Stored data
//! Pac movement, eating and energizer power.

use bevy_ecs::prelude::*;
use glam::IVec2;
use tracing::{debug, trace};

use crate::constants::mechanics::BASE_SPEED;
use crate::constants::score::{ENERGIZER_POINTS, PELLET_POINTS};
use crate::game::{GameState, Stage};
use crate::level::LevelData;
use crate::map::{Food, Map};
use crate::systems::components::{
    GhostState, LevelState, Pac, PlayerControlled, Position, Velocity,
};
use crate::systems::ghost::Gatekeeper;
use crate::systems::movement::{self, tile_distance};
use crate::systems::score::Scoreboard;
use crate::timer::TimerDuration;

/// Moves Pac, eats food under him and starts power periods.
pub(crate) fn update_player(
    stage: Res<Stage>,
    map: Res<Map>,
    mut level: ResMut<LevelState>,
    mut gatekeeper: ResMut<Gatekeeper>,
    mut scoreboard: ResMut<Scoreboard>,
    pac_query: Single<(&mut Pac, &mut Position, &mut Velocity), With<PlayerControlled>>,
    mut ghosts: Query<(&mut GhostState, &mut Velocity), Without<PlayerControlled>>,
) {
    if stage.state() != GameState::Hunting {
        return;
    }

    let (mut pac, mut position, mut velocity) = pac_query.into_inner();
    if !pac.alive {
        return;
    }

    pac.power.tick();
    pac.starving_ticks += 1;

    let data = LevelData::for_level(level.number);
    velocity.speed = if pac.has_power() {
        BASE_SPEED * data.pac_power_speed_pct as f32 / 100.0
    } else {
        BASE_SPEED * data.pac_speed_pct as f32 / 100.0
    };

    let outcome = movement::step(&map, &mut position, &mut velocity, false);
    if pac.autopilot && (outcome.entered_tile.is_some() || outcome.blocked) {
        if let Some(wish) = autopilot_wish(&map, &level, position.tile()) {
            velocity.wish = wish;
        }
    }

    let tile = position.tile();
    let Some(food) = level.eat_at(tile, &map) else {
        return;
    };
    pac.starving_ticks = 0;
    gatekeeper.feed();

    match food {
        Food::Pellet => {
            trace!(?tile, remaining = level.food_remaining(), "pellet eaten");
            scoreboard.add(PELLET_POINTS);
        }
        Food::Energizer => {
            debug!(?tile, power_seconds = data.pac_power_seconds, "energizer eaten");
            scoreboard.add(ENERGIZER_POINTS);
            scoreboard.reset_kill_streak();
            // Hunting ghosts reverse on every energizer; they only turn blue
            // while a power period actually runs.
            let frighten = data.pac_power_seconds > 0;
            if frighten {
                pac.power
                    .reset(TimerDuration::seconds(data.pac_power_seconds as f32));
            }
            for (mut state, mut ghost_velocity) in &mut ghosts {
                if *state == GhostState::HuntingPac {
                    ghost_velocity.wish = ghost_velocity.direction.opposite();
                    if frighten {
                        *state = GhostState::Frightened;
                    }
                }
            }
        }
    }
}

/// Greedy demo steering: head for the nearest remaining food.
fn autopilot_wish(map: &Map, level: &LevelState, tile: IVec2) -> Option<crate::map::Direction> {
    let target = level
        .food_tiles(map)
        .into_iter()
        .min_by(|a, b| {
            tile_distance(tile, *a)
                .partial_cmp(&tile_distance(tile, *b))
                .unwrap_or(std::cmp::Ordering::Equal)
        })?;
    let path = map.path(tile, target, false)?;
    let next = *path.get(1)?;
    let step = next - tile;
    crate::map::Direction::DIRECTIONS
        .into_iter()
        .find(|dir| dir.as_ivec2() == step)
}

#[cfg(test)]
mod tests {
    use super::*;
    use crate::constants::RAW_BOARD;
    use crate::map::Direction;

    #[test]
    fn test_autopilot_heads_for_food() {
        let map = Map::parse(&RAW_BOARD).unwrap();
        let mut level = LevelState::new(1, true, &map);
        // Leave exactly one pellet, to the right of the start row.
        for tile in level.food_tiles(&map) {
            if tile != IVec2::new(26, 29) {
                level.eat_at(tile, &map);
            }
        }
        let wish = autopilot_wish(&map, &level, IVec2::new(1, 29)).unwrap();
        assert_eq!(wish, Direction::Right);
    }
}
/// Sequences the stages. Runs ahead of every other system so state changes
/// take effect on the tick they are decided.
pub(crate) fn update_stage(world: &mut World) {
    world.resource_scope(|world, mut stage: Mut<Stage>| {
        stage.timer.tick();
        match stage.state {
            GameState::Boot => {
                let mut events = world.resource_mut::<EventQueue>();
                stage.transition(
                    GameState::Intro,
                    TimerDuration::Ticks(stage_ticks::ATTRACT_IDLE_TICKS),
                    &mut events,
                );
            }
            GameState::Intro => {
                if stage.timer.has_expired() {
                    start_game(world, &mut stage, true);
                }
            }
            GameState::Ready => {
                if stage.timer.has_expired() {
                    let mut events = world.resource_mut::<EventQueue>();
                    stage.transition(GameState::Hunting, TimerDuration::Indefinite, &mut events);
                }
            }
            GameState::Hunting => {
                let complete = world.resource::<LevelState>().is_complete();
                let pac_alive = world
                    .query_filtered::<&Pac, With<PlayerControlled>>()
                    .single(world)
                    .is_ok_and(|pac| pac.alive);
                let mut events = world.resource_mut::<EventQueue>();
                if !pac_alive {
                    stage.transition(
                        GameState::PacDying,
                        TimerDuration::Ticks(
                            stage_ticks::DYING_FREEZE_TICKS + stage_ticks::DYING_TICKS,
                        ),
                        &mut events,
                    );
                } else if complete {
                    stage.transition(
                        GameState::LevelComplete,
                        TimerDuration::Ticks(stage_ticks::LEVEL_COMPLETE_TICKS),
                        &mut events,
                    );
                }
            }
            GameState::PacDying => {
                if stage.timer.has_expired() {
                    let mut scoreboard = world.resource_mut::<Scoreboard>();
                    scoreboard.lose_life();
                    let lives = scoreboard.lives();
                    if lives > 0 {
                        revive_level(world);
                        let mut events = world.resource_mut::<EventQueue>();
                        stage.transition(
                            GameState::Ready,
                            TimerDuration::Ticks(stage_ticks::READY_TICKS),
                            &mut events,
                        );
                    } else {
                        finish_game(world);
                        let mut events = world.resource_mut::<EventQueue>();
                        stage.transition(
                            GameState::GameOver,
                            TimerDuration::Ticks(stage_ticks::GAME_OVER_TICKS),
                            &mut events,
                        );
                    }
                }
            }
            GameState::LevelComplete => {
                if stage.timer.has_expired() {
                    let mut events = world.resource_mut::<EventQueue>();
                    stage.transition(
                        GameState::LevelTransition,
                        TimerDuration::Ticks(stage_ticks::LEVEL_TRANSITION_TICKS),
                        &mut events,
                    );
                }
            }
            GameState::LevelTransition => {
                if stage.timer.has_expired() {
                    let (number, demo) = {
                        let level = world.resource::<LevelState>();
                        (level.number, level.demo)
                    };
                    create_level(world, number + 1, demo);
                    let mut events = world.resource_mut::<EventQueue>();
                    stage.transition(
                        GameState::Ready,
                        TimerDuration::Ticks(stage_ticks::READY_TICKS),
                        &mut events,
                    );
                }
            }
            GameState::GameOver => {
                if stage.timer.has_expired() {
                    let mut events = world.resource_mut::<EventQueue>();
                    stage.transition(
                        GameState::Intro,
                        TimerDuration::Ticks(stage_ticks::ATTRACT_IDLE_TICKS),
                        &mut events,
                    );
                }
            }
        }
    });
}

fn start_game(world: &mut World, stage: &mut Stage, demo: bool) {
    info!(demo, "starting game");
    world.insert_resource(Scoreboard::default());
    create_level(world, 1, demo);
    let mut events = world.resource_mut::<EventQueue>();
    stage.transition(
        GameState::Ready,
        TimerDuration::Ticks(stage_ticks::READY_TICKS),
        &mut events,
    );
}

/// Installs the per-level resources and places the actors for level `number`.
fn create_level(world: &mut World, number: u32, demo: bool) {
    let level = {
        let map = world.resource::<Map>();
        LevelState::new(number, demo, map)
    };
    let durations = world.resource::<GameConfig>().hunting_durations.clone();
    world.insert_resource(level);
    world.insert_resource(HuntingTimer::for_level(number, &durations));
    world.insert_resource(Gatekeeper::for_level(number));
    world.resource_mut::<BonusSlot>().0 = None;
    reset_actors(world, Some(demo));
    info!(number, demo, "level created");
    world
        .resource_mut::<EventQueue>()
        .emit(GameEvent::LevelCreated { number, demo });
}

/// Puts Pac and the ghosts back on their starting marks. `autopilot` of
/// `None` keeps the current setting (revivals), `Some` forces it (new games).
fn reset_actors(world: &mut World, autopilot: Option<bool>) {
    let (pac_start, house_front, house_slots) = {
        let map = world.resource::<Map>();
        (map.pac_start, map.house.front, map.house.slots)
    };

    let mut players = world.query_filtered::<(&mut Pac, &mut Position, &mut Velocity), With<PlayerControlled>>();
    if let Ok((mut pac, mut position, mut velocity)) = players.single_mut(world) {
        let autopilot = autopilot.unwrap_or(pac.autopilot);
        *pac = Pac::new(autopilot);
        *position = Position::at_tile(pac_start);
        *velocity = Velocity {
            direction: Direction::Left,
            wish: Direction::Left,
            speed: 0.0,
        };
    }

    let mut ghosts = world.query::<(
        &Personality,
        &mut GhostState,
        &mut GhostMeta,
        &mut Position,
        &mut Velocity,
    )>();
    for (personality, mut state, mut meta, mut position, mut velocity) in ghosts.iter_mut(world) {
        let slot = house_slots[personality.slot_index()];
        *meta = GhostMeta::new(slot);
        if *personality == Personality::Shadow {
            *state = GhostState::HuntingPac;
            *position = Position::at_tile(house_front);
            *velocity = Velocity {
                direction: Direction::Left,
                wish: Direction::Left,
                speed: 0.0,
            };
        } else {
            *state = GhostState::Locked;
            *position = Position::at_tile(slot);
            *velocity = Velocity {
                direction: Direction::Up,
                wish: Direction::Up,
                speed: 0.0,
            };
        }
    }
}

/// After a death with lives left: same level, same food, fresh schedule.
fn revive_level(world: &mut World) {
    let number = {
        let mut level = world.resource_mut::<LevelState>();
        level.suspend_elroy();
        level.number
    };
    let durations = world.resource::<GameConfig>().hunting_durations.clone();
    world.insert_resource(HuntingTimer::for_level(number, &durations));
    world.insert_resource(Gatekeeper::for_level(number));
    world.resource_mut::<BonusSlot>().0 = None;
    reset_actors(world, None);
    debug!(number, "level revived after death");
}

/// Records the finished run in the high-score table. Demo runs are discarded.
fn finish_game(world: &mut World) {
    let level = world.resource::<LevelState>();
    if level.demo {
        return;
    }
    let entry = HighScoreEntry {
        score: world.resource::<Scoreboard>().score(),
        level: level.number,
    };
    let mut scores = world.resource_mut::<HighScores>();
    if !scores.submit(entry) {
        return;
    }
    info!(score = entry.score, level = entry.level, "new high score");
    let config = world.resource::<GameConfig>();
    if let Some(dir) = &config.data_dir {
        let path = HighScores::file_path(dir, config.variant);
        if let Err(err) = world.resource::<HighScores>().save(&path) {
            warn!(%err, "could not persist high scores");
        }
    }
}

/// A read-only view of an actor for presentation layers.
#[derive(Debug, Clone, Copy)]
pub struct ActorSnapshot {
    pub position: Vec2,
    pub direction: Direction,
}

#[derive(Debug, Clone, Copy)]
pub struct GhostSnapshot {
    pub personality: Personality,
    pub state: GhostState,
    pub actor: ActorSnapshot,
}

#[derive(Debug, Clone, Copy)]
pub struct BonusSnapshot {
    pub symbol: BonusSymbol,
    pub position: Vec2,
}

/// Everything a frame of presentation needs, copied out of the world.
#[derive(Debug, Clone)]
pub struct GameSnapshot {
    pub state: GameState,
    pub score: u32,
    pub high_score: u32,
    pub lives: u8,
    pub credits: u8,
    pub level: u32,
    pub demo: bool,
    /// Board/palette rotation for the current level.
    pub map_selection: MapSelection,
    pub food_remaining: u32,
    pub hunting_phase: u8,
    pub pac: ActorSnapshot,
    pub pac_alive: bool,
    pub pac_power_remaining: Option<u64>,
    pub ghosts: Vec<GhostSnapshot>,
    pub bonus: Option<BonusSnapshot>,
}

/// The simulation core. One instance is one arcade cabinet.
pub struct Game {
    world: World,
    schedule: Schedule,
    ticks: u64,
}
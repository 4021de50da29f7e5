//! This module contains all the constants used in the simulation.

use std::time::Duration;

use glam::UVec2;

/// Fixed simulation rate: one tick is 1/60th of a second.
pub const TICKS_PER_SECOND: u64 = 60;

pub const TICK_TIME: Duration = Duration::from_nanos((1_000_000_000.0 / TICKS_PER_SECOND as f64) as u64);

/// The size of each cell, in pixels.
pub const CELL_SIZE: u32 = 8;
/// The size of the game board, in cells.
pub const BOARD_CELL_SIZE: UVec2 = UVec2::new(28, 31);

/// The raw layout of the game board, as a 2D array of characters.
///
/// `#` wall, `.` pellet, `o` energizer, `T` tunnel portal, `=` house door,
/// `0` starting position of Pac, space for open floor.
pub const RAW_BOARD: [&str; BOARD_CELL_SIZE.y as usize] = [
    "############################",
    "#............##............#",
    "#.####.#####.##.#####.####.#",
    "#o####.#####.##.#####.####o#",
    "#.####.#####.##.#####.####.#",
    "#..........................#",
    "#.####.##.########.##.####.#",
    "#.####.##.########.##.####.#",
    "#......##....##....##......#",
    "######.##### ## #####.######",
    "     #.##### ## #####.#     ",
    "     #.##          ##.#     ",
    "     #.## ###==### ##.#     ",
    "######.## #      # ##.######",
    "T     .   #      #   .     T",
    "######.## #      # ##.######",
    "     #.## ######## ##.#     ",
    "     #.##          ##.#     ",
    "     #.## ######## ##.#     ",
    "######.## ######## ##.######",
    "#............##............#",
    "#.####.#####.##.#####.####.#",
    "#.####.#####.##.#####.####.#",
    "#o..##.......0 .......##..o#",
    "###.##.##.########.##.##.###",
    "###.##.##.########.##.##.###",
    "#......##....##....##......#",
    "#.##########.##.##########.#",
    "#.##########.##.##########.#",
    "#..........................#",
    "############################",
];

/// Movement mechanics shared by every actor.
pub mod mechanics {
    /// Full (100%) actor speed, in pixels per tick.
    pub const BASE_SPEED: f32 = 1.25;
    /// Ghost speed while bouncing inside or leaving the house, in pixels per tick.
    pub const HOUSE_SPEED: f32 = 0.5;
    /// Ghost speed while returning home as eyes, in pixels per tick.
    pub const RETURN_HOME_SPEED: f32 = 2.0;
    /// Moving-bonus speed factor, applied to [`BASE_SPEED`].
    pub const BONUS_SPEED_FACTOR: f32 = 1.25;
    /// Levels on which tunnel tiles slow hunting ghosts down.
    pub const TUNNEL_SLOWDOWN_MAX_LEVEL: u32 = 3;
    /// Ticks a revived ghost stays locked before leaving the house again.
    pub const RELOCK_TICKS: u64 = 30;
    /// Ticks an eaten ghost holds still, showing its value, before the eyes
    /// head home.
    pub const EATEN_PAUSE_TICKS: u64 = 30;
}

/// Point values and score thresholds.
pub mod score {
    /// Points for a single pellet.
    pub const PELLET_POINTS: u32 = 10;
    /// Points for an energizer.
    pub const ENERGIZER_POINTS: u32 = 50;
    /// Escalating points per ghost killed within one power period.
    pub const KILLED_GHOST_VALUES: [u32; 4] = [200, 400, 800, 1600];
    /// Bonus for killing all four ghosts within a single power period.
    pub const ALL_GHOSTS_KILLED_POINTS: u32 = 12_000;
    /// Score thresholds at which an extra life is granted.
    pub const EXTRA_LIFE_THRESHOLDS: [u32; 1] = [10_000];
    /// Lives at the start of a game.
    pub const INITIAL_LIVES: u8 = 3;
}

/// Bonus (fruit) tuning.
pub mod bonus {
    /// Food-eaten counts at which a bonus is activated.
    pub const ACTIVATION_FOOD_COUNTS: [u32; 2] = [64, 176];
    /// `value = BONUS_VALUE_FACTORS[symbol] * 100`
    pub const BONUS_VALUE_FACTORS: [u32; 7] = [1, 2, 5, 7, 10, 20, 50];
    /// Weighted buckets for the symbol draw on levels above 7. The draw is
    /// uniform over `0..320`; weights are 50/50/50/50/40/40/40.
    pub const SYMBOL_WEIGHTS: [u32; 7] = [50, 50, 50, 50, 40, 40, 40];
    /// A static bonus stays edible between these many seconds (inclusive lower bound).
    pub const STATIC_EDIBLE_SECONDS: (f32, f32) = (9.0, 10.0);
    /// Ticks an eaten bonus value stays displayed before the slot resets.
    pub const EATEN_DISPLAY_TICKS: u64 = 120;
}

/// Timings for the stage machine sequencing READY, dying and level-complete pauses.
pub mod stage {
    /// Ticks of the READY! pause before hunting starts.
    pub const READY_TICKS: u64 = 120;
    /// Ticks Pac stays frozen before the dying animation would play.
    pub const DYING_FREEZE_TICKS: u64 = 60;
    /// Ticks of the full dying sequence after the freeze.
    pub const DYING_TICKS: u64 = 90;
    /// Ticks of the level-complete flash before the next level is created.
    pub const LEVEL_COMPLETE_TICKS: u64 = 120;
    /// Ticks of black screen between two levels.
    pub const LEVEL_TRANSITION_TICKS: u64 = 60;
    /// Ticks the intro screen idles before a demo game starts.
    pub const ATTRACT_IDLE_TICKS: u64 = 300;
    /// Ticks the GAME OVER banner stays before returning to the intro.
    pub const GAME_OVER_TICKS: u64 = 180;
}

#[cfg(test)]
mod tests {
    use super::*;

    #[test]
    fn test_tick_time() {
        let expected_nanos = (1_000_000_000.0 / 60.0) as u64;
        assert_eq!(TICK_TIME.as_nanos() as u64, expected_nanos);
    }

    #[test]
    fn test_raw_board_dimensions() {
        assert_eq!(RAW_BOARD.len(), BOARD_CELL_SIZE.y as usize);
        for row in RAW_BOARD.iter() {
            assert_eq!(row.len(), BOARD_CELL_SIZE.x as usize);
        }
    }

    #[test]
    fn test_raw_board_energizers() {
        let count: usize = RAW_BOARD.iter().map(|row| row.chars().filter(|&c| c == 'o').count()).sum();
        assert_eq!(count, 4);
    }

    #[test]
    fn test_raw_board_house_door() {
        assert!(RAW_BOARD.iter().any(|row| row.contains("==")));
    }

    #[test]
    fn test_raw_board_portals() {
        let tunnel_row = RAW_BOARD[14];
        assert_eq!(tunnel_row.chars().next().unwrap(), 'T');
        assert_eq!(tunnel_row.chars().last().unwrap(), 'T');
    }

    #[test]
    fn test_kill_values_escalate() {
        for pair in score::KILLED_GHOST_VALUES.windows(2) {
            assert!(pair[1] == pair[0] * 2);
        }
    }

    #[test]
    fn test_symbol_weights_cover_draw_range() {
        assert_eq!(bonus::SYMBOL_WEIGHTS.iter().sum::<u32>(), 320);
    }
}
//! The countable, resettable tick timer used by every state machine in the
//! simulation. One tick is 1/60th of a second; there is no other clock.

use crate::constants::TICKS_PER_SECOND;

/// Duration of a [`TickTimer`] run.
#[derive(Debug, Clone, Copy, PartialEq, Eq)]
pub enum TimerDuration {
    Ticks(u64),
    /// Never expires on its own; the owning state machine leaves the state
    /// explicitly.
    Indefinite,
}

impl TimerDuration {
    pub fn seconds(seconds: f32) -> Self {
        TimerDuration::Ticks((seconds * TICKS_PER_SECOND as f32).round() as u64)
    }
}

/// A countdown/elapsed-tick counter. No side effects beyond counting.
#[derive(Debug, Clone, Copy, PartialEq, Eq)]
pub struct TickTimer {
    duration: TimerDuration,
    current_tick: u64,
    running: bool,
}

impl TickTimer {
    pub fn new(duration: TimerDuration) -> Self {
        Self {
            duration,
            current_tick: 0,
            running: true,
        }
    }

    pub const fn indefinite() -> Self {
        Self {
            duration: TimerDuration::Indefinite,
            current_tick: 0,
            running: true,
        }
    }

    /// Resets the elapsed count and arms the timer with a new budget.
    pub fn reset(&mut self, duration: TimerDuration) {
        self.duration = duration;
        self.current_tick = 0;
        self.running = true;
    }

    /// Advances by one tick. Stopped or expired timers do not advance.
    pub fn tick(&mut self) {
        if self.running && !self.has_expired() {
            self.current_tick += 1;
        }
    }

    pub fn has_expired(&self) -> bool {
        match self.duration {
            TimerDuration::Ticks(limit) => self.current_tick >= limit,
            TimerDuration::Indefinite => false,
        }
    }

    pub fn current_tick(&self) -> u64 {
        self.current_tick
    }

    pub fn remaining_ticks(&self) -> Option<u64> {
        match self.duration {
            TimerDuration::Ticks(limit) => Some(limit.saturating_sub(self.current_tick)),
            TimerDuration::Indefinite => None,
        }
    }

    /// Stops the timer entirely. A stopped timer must be `reset` to run again;
    /// this is stronger than a pause by design of the hunting schedule.
    pub fn stop(&mut self) {
        self.running = false;
    }

    pub fn start(&mut self) {
        self.running = true;
    }

    pub fn is_running(&self) -> bool {
        self.running
    }

    /// True exactly when the elapsed tick equals `s` seconds.
    pub fn at_second(&self, s: f32) -> bool {
        self.current_tick == (s * TICKS_PER_SECOND as f32) as u64
    }

    /// True while the elapsed tick lies within `[a, b)` seconds.
    pub fn between_seconds(&self, a: f32, b: f32) -> bool {
        let tick = self.current_tick as f32 / TICKS_PER_SECOND as f32;
        a <= tick && tick < b
    }
}

impl Default for TickTimer {
    fn default() -> Self {
        Self::indefinite()
    }
}

#[cfg(test)]
mod tests {
    use super::*;

    #[test]
    fn test_counts_to_expiry() {
        let mut timer = TickTimer::new(TimerDuration::Ticks(3));
        assert!(!timer.has_expired());
        timer.tick();
        timer.tick();
        assert!(!timer.has_expired());
        timer.tick();
        assert!(timer.has_expired());
        // Expired timers saturate.
        timer.tick();
        assert_eq!(timer.current_tick(), 3);
    }

    #[test]
    fn test_indefinite_never_expires() {
        let mut timer = TickTimer::indefinite();
        for _ in 0..10_000 {
            timer.tick();
        }
        assert!(!timer.has_expired());
        assert_eq!(timer.current_tick(), 10_000);
    }

    #[test]
    fn test_stop_halts_counting() {
        let mut timer = TickTimer::new(TimerDuration::Ticks(10));
        timer.tick();
        timer.stop();
        timer.tick();
        timer.tick();
        assert_eq!(timer.current_tick(), 1);
        timer.start();
        timer.tick();
        assert_eq!(timer.current_tick(), 2);
    }

    #[test]
    fn test_second_queries() {
        let mut timer = TickTimer::indefinite();
        for _ in 0..60 {
            timer.tick();
        }
        assert!(timer.at_second(1.0));
        assert!(timer.between_seconds(0.5, 1.5));
        assert!(!timer.between_seconds(1.5, 2.0));
    }

    #[test]
    fn test_seconds_duration_conversion() {
        assert_eq!(TimerDuration::seconds(6.0), TimerDuration::Ticks(360));
    }
}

_Exercise description:_
Once you have identified the lines above that contain "constants", copy each of them.

_Output:_
use crate::constants::mechanics::BASE_SPEED;
use crate::constants::score::{ENERGIZER_POINTS, PELLET_POINTS};
    use crate::constants::RAW_BOARD;
//! This module contains all the constants used in the simulation.
use crate::constants::TICKS_PER_SECOND;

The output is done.